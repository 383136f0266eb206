//! Business logic services orchestrating the repositories.
//!
//! Services are generic over the repository traits so unit tests can
//! inject `mockall` mocks; the server wires them with the SQLite
//! implementations.
//!
//! - [`AuthService`] - registration, login, session tokens
//! - [`SitterService`] - sitter account CRUD
//! - [`OwnerService`] - owner CRUD, phone normalization
//! - [`DogService`] - dog CRUD, owner scope checks

pub mod auth_service;
pub mod dog_service;
pub mod owner_service;
pub mod sitter_service;

pub use auth_service::{AuthService, IssuedSession, Session};
pub use dog_service::DogService;
pub use owner_service::OwnerService;
pub use sitter_service::SitterService;
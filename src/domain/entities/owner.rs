//! Owner entity — a dog owner managed by exactly one sitter.

/// A dog owner record, scoped to the sitter who created it.
///
/// `phone_number` is stored in E.164 form (`+49…`).
#[derive(Debug, Clone, PartialEq, Eq)]
pub struct Owner {
    pub id: i64,
    pub sitter_id: i64,
    pub first_name: String,
    pub last_name: String,
    pub email: String,
    pub phone_number: String,
}

/// Input data for creating a new owner.
#[derive(Debug, Clone)]
pub struct NewOwner {
    pub sitter_id: i64,
    pub first_name: String,
    pub last_name: String,
    pub email: String,
    pub phone_number: String,
}

/// Partial update for an existing owner. `None` fields are left unchanged.
#[derive(Debug, Clone, Default)]
pub struct OwnerPatch {
    pub first_name: Option<String>,
    pub last_name: Option<String>,
    pub email: Option<String>,
    pub phone_number: Option<String>,
}

#[cfg(test)]
mod tests {
    use super::*;

    #[test]
    fn test_owner_creation() {
        let owner = Owner {
            id: 7,
            sitter_id: 1,
            first_name: "Max".to_string(),
            last_name: "Mustermann".to_string(),
            email: "max@example.com".to_string(),
            phone_number: "+4915123456789".to_string(),
        };

        assert_eq!(owner.id, 7);
        assert_eq!(owner.sitter_id, 1);
        assert!(owner.phone_number.starts_with("+49"));
    }
}
//! Request/response data transfer objects for the REST API.
//!
//! Request DTOs derive [`validator::Validate`]; handlers call `validate()`
//! before touching the services. Response DTOs convert from domain
//! entities via `From`.

pub mod auth;
pub mod dogs;
pub mod health;
pub mod owners;
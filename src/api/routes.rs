//! API route configuration.
//!
//! Everything except registration and login requires a session cookie,
//! checked by [`crate::api::middleware::auth`].

use crate::api::handlers::{
    create_dog_handler, create_owner_handler, delete_dog_handler, delete_me_handler,
    delete_owner_handler, get_dog_handler, get_me_handler, get_owner_handler, list_dogs_handler,
    list_owners_handler, login_handler, logout_handler, register_handler, update_dog_handler,
    update_me_handler, update_owner_handler,
};
use crate::state::AppState;
use axum::{
    Router,
    routing::{get, post},
};

/// Routes reachable without a session.
///
/// # Endpoints
///
/// - `POST /sitters/register` - Create a sitter account and log in
/// - `POST /sitters/login`    - Authenticate and start a session
pub fn public_routes() -> Router<AppState> {
    Router::new()
        .route("/sitters/register", post(register_handler))
        .route("/sitters/login", post(login_handler))
}

/// Routes requiring an authenticated session.
///
/// # Endpoints
///
/// - `POST   /sitters/logout`     - End the session
/// - `GET    /sitters/me`         - Own account
/// - `PATCH  /sitters/me`         - Update own account
/// - `DELETE /sitters/me`         - Delete own account with all data
/// - `GET    /owners`             - List owners
/// - `POST   /owners`             - Create an owner
/// - `GET    /owners/{id}`        - Retrieve an owner
/// - `PATCH  /owners/{id}`        - Update an owner
/// - `DELETE /owners/{id}`        - Delete an owner with their dogs
/// - `GET    /owners/{id}/dogs`   - List an owner's dogs
/// - `POST   /owners/{id}/dogs`   - Create a dog under an owner
/// - `GET    /dogs/{id}`          - Retrieve a dog
/// - `PATCH  /dogs/{id}`          - Update a dog
/// - `DELETE /dogs/{id}`          - Delete a dog
pub fn protected_routes() -> Router<AppState> {
    Router::new()
        .route("/sitters/logout", post(logout_handler))
        .route(
            "/sitters/me",
            get(get_me_handler)
                .patch(update_me_handler)
                .delete(delete_me_handler),
        )
        .route(
            "/owners",
            get(list_owners_handler).post(create_owner_handler),
        )
        .route(
            "/owners/{id}",
            get(get_owner_handler)
                .patch(update_owner_handler)
                .delete(delete_owner_handler),
        )
        .route(
            "/owners/{id}/dogs",
            get(list_dogs_handler).post(create_dog_handler),
        )
        .route(
            "/dogs/{id}",
            get(get_dog_handler)
                .patch(update_dog_handler)
                .delete(delete_dog_handler),
        )
}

• WHAT TO WORK ON
What is needed here is how many lines of the entries contain "AuthService"; give that number alone.

• WRITTEN RESPONSE
2